6402. — À M. LE COMTE D’ARGENTAL.
Aux eaux de Rolle en Suisse, par Genève, 14 juillet.

Mes chers anges, mettez-moi aux pieds de M. de Chauvelin ; dites-lui que je pense comme lui ; dites-lui que la pièce inspire je ne sais quoi d’atroce, mais qu’elle n’ennuie point ; qu’elle est un peu dans le goût anglais ; qu’on n’a eu d’autre intention que de dire ce qu’on pense d’Auguste et d’Antoine, et que d’ailleurs elle est assez fortement écrite.

Non vraiment je n’ai point ma minute ; je l’avais envoyée au libraire ; je ferai mon possible pour la retirer, et je vous conjure encore, par vos ailes, de me renvoyer ma copie, par la diligence de Lyon, à Meyrin, en belle toile cirée : c’est la façon dont il faut s’y prendre pour faire tenir tous les gros paquets. Vous verrez, par l’étrange lettre[1] que j’ai reçue d’un château près d’Abbeville, que vos dignes avocats ont encore bien plus fortement raison qu’ils ne pensaient. Il y a dans tout cela de quoi frémir d’horreur. Je suis persuadé que le roi aurait fait grâce, s’il avait su tout ce détail ; mais la tête avait tourné à ce pauvre chevalier de La Barre et à tout le monde ; on n’a pas su le défendre, on n’a pas su même récuser des témoins qu’on pouvait regarder comme subornés par Belleval[2]. D’ailleurs, ce qui est bien singulier, c’est qu’il n’y a point de loi expresse pour un pareil délit. Il est abandonné, comme presque tout le reste, à la prudence ou au caprice du juge. Le lieutenant d’Abbeville a craint de n’en pas faire assez, et le parlement en a trop fait. Vous savez que des vingt-cinq juges il n’y en a eu que quinze qui ont opiné à la mort. Mais quand plus d’un tiers des opinants penche vers la clémence, les deux autres tiers sont bien cruels. De quoi dépend la vie des hommes ! Si la loi était claire, tous les juges seraient du même avis ; mais quand elle ne l’est pas, quand il n’y a pas même de loi, faut-il que cinq voix de plus suffisent pour faire périr, dans les plus horribles tourments, un jeune gentilhomme qui n’est coupable que de folie ? Que lui aurait-on fait de plus s’il avait tué son père ?

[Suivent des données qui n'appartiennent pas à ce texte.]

use serde_json::Value;
use sqlx::{QueryBuilder, Sqlite};

use super::error::GatewayError;
use super::schema::{self, ColumnKind};
use crate::models::Relation;

/// 一行数据（列名 -> JSON 值）
pub type Row = serde_json::Map<String, Value>;

/// 过滤条件
#[derive(Debug, Clone, PartialEq)]
pub enum Predicate {
    /// column = value
    Eq { column: String, value: Value },
    /// Case-insensitive substring match.
    Contains { column: String, needle: String },
    /// Case-insensitive prefix match.
    StartsWith { column: String, prefix: String },
}

impl Predicate {
    pub fn eq(column: impl Into<String>, value: impl Into<Value>) -> Self {
        Predicate::Eq {
            column: column.into(),
            value: value.into(),
        }
    }

    pub fn contains(column: impl Into<String>, needle: impl Into<String>) -> Self {
        Predicate::Contains {
            column: column.into(),
            needle: needle.into(),
        }
    }

    pub fn starts_with(column: impl Into<String>, prefix: impl Into<String>) -> Self {
        Predicate::StartsWith {
            column: column.into(),
            prefix: prefix.into(),
        }
    }

    pub fn column(&self) -> &str {
        match self {
            Predicate::Eq { column, .. }
            | Predicate::Contains { column, .. }
            | Predicate::StartsWith { column, .. } => column,
        }
    }
}

#[derive(Debug, Clone, Copy, PartialEq, Eq)]
pub enum SortOrder {
    Asc,
    Desc,
}

/// 查询描述（过滤 + 排序 + 分页），与后端无关
#[derive(Debug, Clone, Default, PartialEq)]
pub struct RowQuery {
    pub predicates: Vec<Predicate>,
    pub order: Vec<(String, SortOrder)>,
    pub limit: Option<u64>,
    pub offset: Option<u64>,
}

impl RowQuery {
    pub fn new() -> Self {
        Self::default()
    }

    pub fn filter(mut self, predicate: Predicate) -> Self {
        self.predicates.push(predicate);
        self
    }

    pub fn eq(self, column: impl Into<String>, value: impl Into<Value>) -> Self {
        self.filter(Predicate::eq(column, value))
    }

    pub fn order_by(mut self, column: impl Into<String>, order: SortOrder) -> Self {
        self.order.push((column.into(), order));
        self
    }

    pub fn limit(mut self, limit: u64) -> Self {
        self.limit = Some(limit);
        self
    }

    pub fn offset(mut self, offset: u64) -> Self {
        self.offset = Some(offset);
        self
    }

    /// Every referenced column must exist on `relation`.
    pub fn validate(&self, relation: Relation) -> Result<(), GatewayError> {
        validate_predicates(relation, &self.predicates)?;
        for (column, _) in &self.order {
            ensure_column(relation, column)?;
        }
        Ok(())
    }
}

pub fn ensure_column(relation: Relation, column: &str) -> Result<ColumnKind, GatewayError> {
    schema::column(relation, column)
        .map(|c| c.kind)
        .ok_or_else(|| GatewayError::UnknownColumn {
            relation,
            column: column.to_string(),
        })
}

pub fn validate_predicates(relation: Relation, predicates: &[Predicate]) -> Result<(), GatewayError> {
    for predicate in predicates {
        ensure_column(relation, predicate.column())?;
    }
    Ok(())
}

// ============ SQLite 语句拼接 ============

/// `json_object(...)` projection so every backend hands rows back as JSON.
pub fn json_projection(relation: Relation) -> String {
    let parts: Vec<String> = schema::columns(relation)
        .iter()
        .map(|c| match c.kind {
            ColumnKind::Bool => format!(
                "'{0}', json(CASE WHEN {0} THEN 'true' ELSE 'false' END)",
                c.name
            ),
            _ => format!("'{0}', {0}", c.name),
        })
        .collect();
    format!("json_object({})", parts.join(", "))
}

/// 按列类型绑定值
pub fn push_value(
    query: &mut QueryBuilder<'static, Sqlite>,
    column: &str,
    kind: ColumnKind,
    value: &Value,
) -> Result<(), GatewayError> {
    let invalid = || GatewayError::InvalidValue(column.to_string());

    if value.is_null() {
        query.push("NULL");
        return Ok(());
    }

    match kind {
        ColumnKind::Integer => {
            let v = match value {
                Value::Bool(b) => i64::from(*b),
                _ => value.as_i64().ok_or_else(invalid)?,
            };
            query.push_bind(v);
        }
        ColumnKind::Real => {
            query.push_bind(value.as_f64().ok_or_else(invalid)?);
        }
        ColumnKind::Text => {
            query.push_bind(value.as_str().ok_or_else(invalid)?.to_string());
        }
        ColumnKind::Bool => {
            query.push_bind(value.as_bool().ok_or_else(invalid)?);
        }
    }
    Ok(())
}

/// 追加 WHERE 子句
pub fn push_where(
    query: &mut QueryBuilder<'static, Sqlite>,
    relation: Relation,
    predicates: &[Predicate],
) -> Result<(), GatewayError> {
    for (i, predicate) in predicates.iter().enumerate() {
        query.push(if i == 0 { " WHERE " } else { " AND " });
        let kind = ensure_column(relation, predicate.column())?;

        match predicate {
            Predicate::Eq { column, value } if value.is_null() => {
                query.push(format!("{} IS NULL", column));
            }
            Predicate::Eq { column, value } => {
                query.push(format!("{} = ", column));
                push_value(query, column, kind, value)?;
            }
            Predicate::Contains { column, needle } => {
                query.push(format!("instr(lower({}), lower(", column));
                query.push_bind(needle.clone());
                query.push(")) > 0");
            }
            Predicate::StartsWith { column, prefix } => {
                query.push(format!("lower(substr({}, 1, length(", column));
                query.push_bind(prefix.clone());
                query.push("))) = lower(");
                query.push_bind(prefix.clone());
                query.push(")");
            }
        }
    }
    Ok(())
}

/// 追加 ORDER BY / LIMIT / OFFSET
/// SQLite 只接受有符号 64 位整数
fn bound(value: u64) -> Result<i64, GatewayError> {
    i64::try_from(value).map_err(|_| GatewayError::InvalidValue(format!("{} is out of range", value)))
}

pub fn push_tail(
    query: &mut QueryBuilder<'static, Sqlite>,
    relation: Relation,
    row_query: &RowQuery,
) -> Result<(), GatewayError> {
    for (i, (column, order)) in row_query.order.iter().enumerate() {
        query.push(if i == 0 { " ORDER BY " } else { ", " });
        let kind = ensure_column(relation, column)?;
        query.push(column.as_str());
        if kind == ColumnKind::Text {
            query.push(" COLLATE NOCASE");
        }
        query.push(match order {
            SortOrder::Asc => " ASC",
            SortOrder::Desc => " DESC",
        });
    }

    let limit = row_query.limit.map(bound).transpose()?;
    let offset = row_query.offset.map(bound).transpose()?;
    match (limit, offset) {
        (Some(limit), offset) => {
            query.push(" LIMIT ");
            query.push_bind(limit);
            if let Some(offset) = offset {
                query.push(" OFFSET ");
                query.push_bind(offset);
            }
        }
        (None, Some(offset)) => {
            query.push(" LIMIT -1 OFFSET ");
            query.push_bind(offset);
        }
        (None, None) => {}
    }
    Ok(())
}

#[cfg(test)]
mod tests {
    use super::*;
    use serde_json::json;

    #[test]
    fn test_where_clause_shape() {
        let mut query = QueryBuilder::new("SELECT 1 FROM movies");
        push_where(
            &mut query,
            Relation::Movies,
            &[Predicate::eq("id", 3), Predicate::contains("title", "man")],
        )
        .unwrap();
        assert_eq!(
            query.sql(),
            "SELECT 1 FROM movies WHERE id = ? AND instr(lower(title), lower(?)) > 0"
        );
    }

    #[test]
    fn test_unknown_column_is_rejected() {
        let query = RowQuery::new().eq("director", "Nolan");
        assert!(matches!(
            query.validate(Relation::Movies),
            Err(GatewayError::UnknownColumn { .. })
        ));
    }

    #[test]
    fn test_text_ordering_is_case_insensitive() {
        let mut query = QueryBuilder::new("SELECT 1 FROM movies");
        let row_query = RowQuery::new()
            .order_by("title", SortOrder::Asc)
            .limit(30)
            .offset(60);
        push_tail(&mut query, Relation::Movies, &row_query).unwrap();
        assert_eq!(
            query.sql(),
            "SELECT 1 FROM movies ORDER BY title COLLATE NOCASE ASC LIMIT ? OFFSET ?"
        );
    }

    #[test]
    fn test_type_mismatch_is_invalid_value() {
        let mut query = QueryBuilder::new("UPDATE movies SET title = ");
        let err = push_value(&mut query, "title", ColumnKind::Text, &json!(5)).unwrap_err();
        assert!(matches!(err, GatewayError::InvalidValue(c) if c == "title"));
    }

    #[test]
    fn test_projection_renders_bools_as_json() {
        let projection = json_projection(Relation::Series);
        assert!(projection.contains("'is_dorama', json(CASE WHEN is_dorama THEN 'true' ELSE 'false' END)"));
        assert!(projection.starts_with("json_object('id', id"));
    }
}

En vérité, si le parlement est le père du peuple, il ne l’est pas de la famille d’Ormesson[3]. Je suis saisi d’horreur. Je prends actuellement des eaux minérales, mais sûrement elles me feront mal ; on ne digère rien après de pareilles aventures.

Je ne suis point surpris de la conduite de ce malheureux Jean-Jacques[4], mais j’en suis très-affligé. Il est affreux qu’il ait été donné à un pareil coquin de faire le Vicaire savoyard. Ce malheureux fait trop de tort à la philosophie ; mais il ne ressemble aux philosophes que comme les singes ressemblent aux hommes.

Toute ma petite famille, mes anges, se met au bout de vos ailes, et moi surtout, qui vous adore autant que je hais, etc., etc.

Je vous demande en grâce de m’envoyer la consultation des avocats ; il n’y a qu’à la mettre dans le paquet couvert de toile cirée, afin que les brûlés soient avec les roués.

  1. Un extrait est en note au bas de la lettre 6415.
  2. Voyez tome XXV, page 507.
  3. Le chevalier de La Barre était de la famille des d’Ormesson.
  4. Voyez lettre 6413.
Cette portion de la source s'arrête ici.